No, I didn't leave off the "s". I really mean Shifting Ands. Although this is a cool picture of sand. Well, sand and mountains. See - there's an "and"! It means there's more than one thing involved. In this picture, there's also a big contrast between the sand and the mountains. Soft versus hard. To use big words, impressionable versus impervious. We bump up against contrasts regularly, don't we? One such challenge we humans face has to do with how much we individually handle, manage, arrange, take responsibility for, accomplish, and, well, do. And how much we rely on, work alongside, turn to, depend upon, collaborate with, and well, don't do because others are responsible for the doing. It's tough. And sometimes it's like cruising along in the sand and slamming into the rough surface of rock.
Maybe it is task driven. Certain work requires many brains, many hands, many muscles, many pocketbooks. Other tasks are better done by one or are entrusted to only one - to the person in charge or the one with authority. And then there's all the rest of life which is often a delicate balance between being swallowed up in an overwhelming group and being consumed by the resentment that arises when one bears more than one needs to. How often do we examine our "ands" to see if some need to be shifted?

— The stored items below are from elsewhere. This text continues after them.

use axum::{
    Json,
    body::Bytes,
    extract::{RawQuery, State},
};
use serde::Serialize;
use uuid::Uuid;

use locasso_auth_types::developer::{DeveloperParams, dev_flag_requested};
use locasso_auth_types::identity::{
    ClaimsSource, ExternalIdentity, IdentityEvidence, RequestEvidence, extract_identity,
};
use locasso_auth_types::mask::mask_claim;
use locasso_domain::user::UserRole;

use crate::error::AuthServiceError;
use crate::state::AppState;
use crate::usecase::authenticate::{AuthenticateUserInput, AuthenticateUserUseCase};

/// Placeholder for identity fields the caller's claims do not carry.
const UNKNOWN: &str = "Unknown";

// ── POST /api/auth/signin ─────────────────────────────────────────────────────

#[derive(Debug, Serialize)]
#[serde(rename_all = "camelCase")]
pub struct SignInResponse {
    pub is_new_user: bool,
    pub user_id: Uuid,
    pub email: String,
    pub name: Option<String>,
    pub photo_url: Option<String>,
    pub role: UserRole,
}

pub async fn sign_in(
    State(state): State<AppState>,
    evidence: RequestEvidence,
    RawQuery(raw_query): RawQuery,
    body: Bytes,
) -> Result<Json<SignInResponse>, AuthServiceError> {
    let evidence = attach_developer_params(&state, evidence, raw_query.as_deref(), &body);
    let identity = extract_identity(&evidence);

    let usecase = AuthenticateUserUseCase {
        repo: state.user_repo(),
    };
    let out = usecase.execute(authenticate_input(identity)).await?;
    let user = out.user;

    Ok(Json(SignInResponse {
        is_new_user: out.is_new_user,
        user_id: user.id,
        email: user.email,
        name: non_empty(user.name),
        photo_url: non_empty(user.photo_url),
        role: user.role,
    }))
}

// ── GET /api/auth/me ──────────────────────────────────────────────────────────

#[derive(Debug, Serialize)]
pub struct MeResponse {
    pub id: String,
    pub email: String,
    pub name: String,
}

/// Echo the caller's identity claims. Never reads the user store.
pub async fn me(
    State(state): State<AppState>,
    evidence: RequestEvidence,
    RawQuery(raw_query): RawQuery,
) -> Result<Json<MeResponse>, AuthServiceError> {
    let evidence = attach_developer_params(&state, evidence, raw_query.as_deref(), &[]);
    let identity = extract_identity(&evidence);
    if identity.source.is_none() {
        return Err(AuthServiceError::Unauthenticated);
    }
    Ok(Json(MeResponse {
        id: or_unknown(identity.external_id),
        email: or_unknown(identity.email),
        name: or_unknown(identity.name),
    }))
}

// ── GET /api/auth/diagnostic ──────────────────────────────────────────────────

#[derive(Debug, Serialize)]
pub struct DiagnosticClaim {
    #[serde(rename = "type")]
    pub claim_type: String,
    pub value: String,
}

#[derive(Debug, Serialize)]
#[serde(rename_all = "camelCase")]
pub struct DiagnosticResponse {
    pub is_authenticated: bool,
    pub source: Option<ClaimsSource>,
    pub claims: Vec<DiagnosticClaim>,
    pub has_id_token: bool,
}

/// Report which evidence the request carries, with sensitive claim values masked.
/// Routed only in developer mode.
pub async fn diagnostic(
    State(state): State<AppState>,
    evidence: RequestEvidence,
    RawQuery(raw_query): RawQuery,
) -> Json<DiagnosticResponse> {
    let evidence = attach_developer_params(&state, evidence, raw_query.as_deref(), &[]);
    let selected = IdentityEvidence::select(&evidence);
    let claims = selected
        .as_ref()
        .map(IdentityEvidence::claims)
        .unwrap_or_default()
        .into_iter()
        .map(|claim| DiagnosticClaim {
            value: mask_claim(&claim.typ, &claim.val),
            claim_type: claim.typ,
        })
        .collect();

    Json(DiagnosticResponse {
        is_authenticated: selected.is_some(),
        source: selected.as_ref().map(IdentityEvidence::source),
        claims,
        has_id_token: evidence.has_id_token(),
    })
}

// ── helpers ───────────────────────────────────────────────────────────────────

/// Attach developer parameters when the service is in developer mode and the caller
/// opted in. Otherwise the evidence is returned unchanged.
fn attach_developer_params(
    state: &AppState,
    evidence: RequestEvidence,
    raw_query: Option<&str>,
    body: &[u8],
) -> RequestEvidence {
    if !dev_flag_requested(&evidence.headers, raw_query) {
        return evidence;
    }
    if !state.dev_mode {
        tracing::debug!("developer parameters ignored outside developer mode");
        return evidence;
    }
    evidence.with_developer(DeveloperParams::from_request(raw_query, body))
}

fn authenticate_input(identity: ExternalIdentity) -> AuthenticateUserInput {
    AuthenticateUserInput {
        external_id: identity.external_id,
        email: identity.email,
        name: non_empty(identity.name),
        photo_url: non_empty(identity.photo_url),
        provider: identity.provider,
    }
}

fn non_empty(value: String) -> Option<String> {
    (!value.is_empty()).then_some(value)
}

fn or_unknown(value: String) -> String {
    if value.is_empty() {
        UNKNOWN.to_owned()
    } else {
        value
    }
}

We humans are social creatures, wired for relationships. We crave attention, affirmation, appreciation, and affection. But there are combinations of personalities that tend to be more toxic than terrific. Many of us learn overtly or covertly how to manipulate circumstances and the people who are caught up in them with us so that the results tilt in our favor. But sometimes we slam into the rough surface of rock; the situation will not flex; people will not bend. What happens then might be called divorce or distancing or division within the ranks. Could a shift in the "ands" bypass or reduce the pain?
In the grand scheme of our purpose in history and of life beyond this life, there's ultimately not much we humans can handle, manage, arrange, take responsibility for, accomplish, and, well, do. It can be hard for us to swallow but God is not persuaded into loving us by our good works or manipulated into saving us because of our daily devotions. We like to think that there's something we contribute to the favor we find in God's eyes. You know, it takes God AND me working together to get me where I want to go. Uh, no. That's one very important "and" that begs to be shifted! As Robert Farrar Capon has written about Jesus, "He finds all the lost whether they think they're lost or not. He raises all the dead whether they acknowledge their death or not. It's not that they have to make some heroic effort to get themselves to cooperate with him, and it's certainly not that they have to spend a lot of time praying and yammering to get him to cooperate with them." Sure, there's more than one person involved. But not equals. There's a big contrast between we who cannot save ourselves and he who can. I say, let him do what only he can do and let's just love him all the more for it! And maybe, just maybe, with that relationship in place, all others will fall into theirs.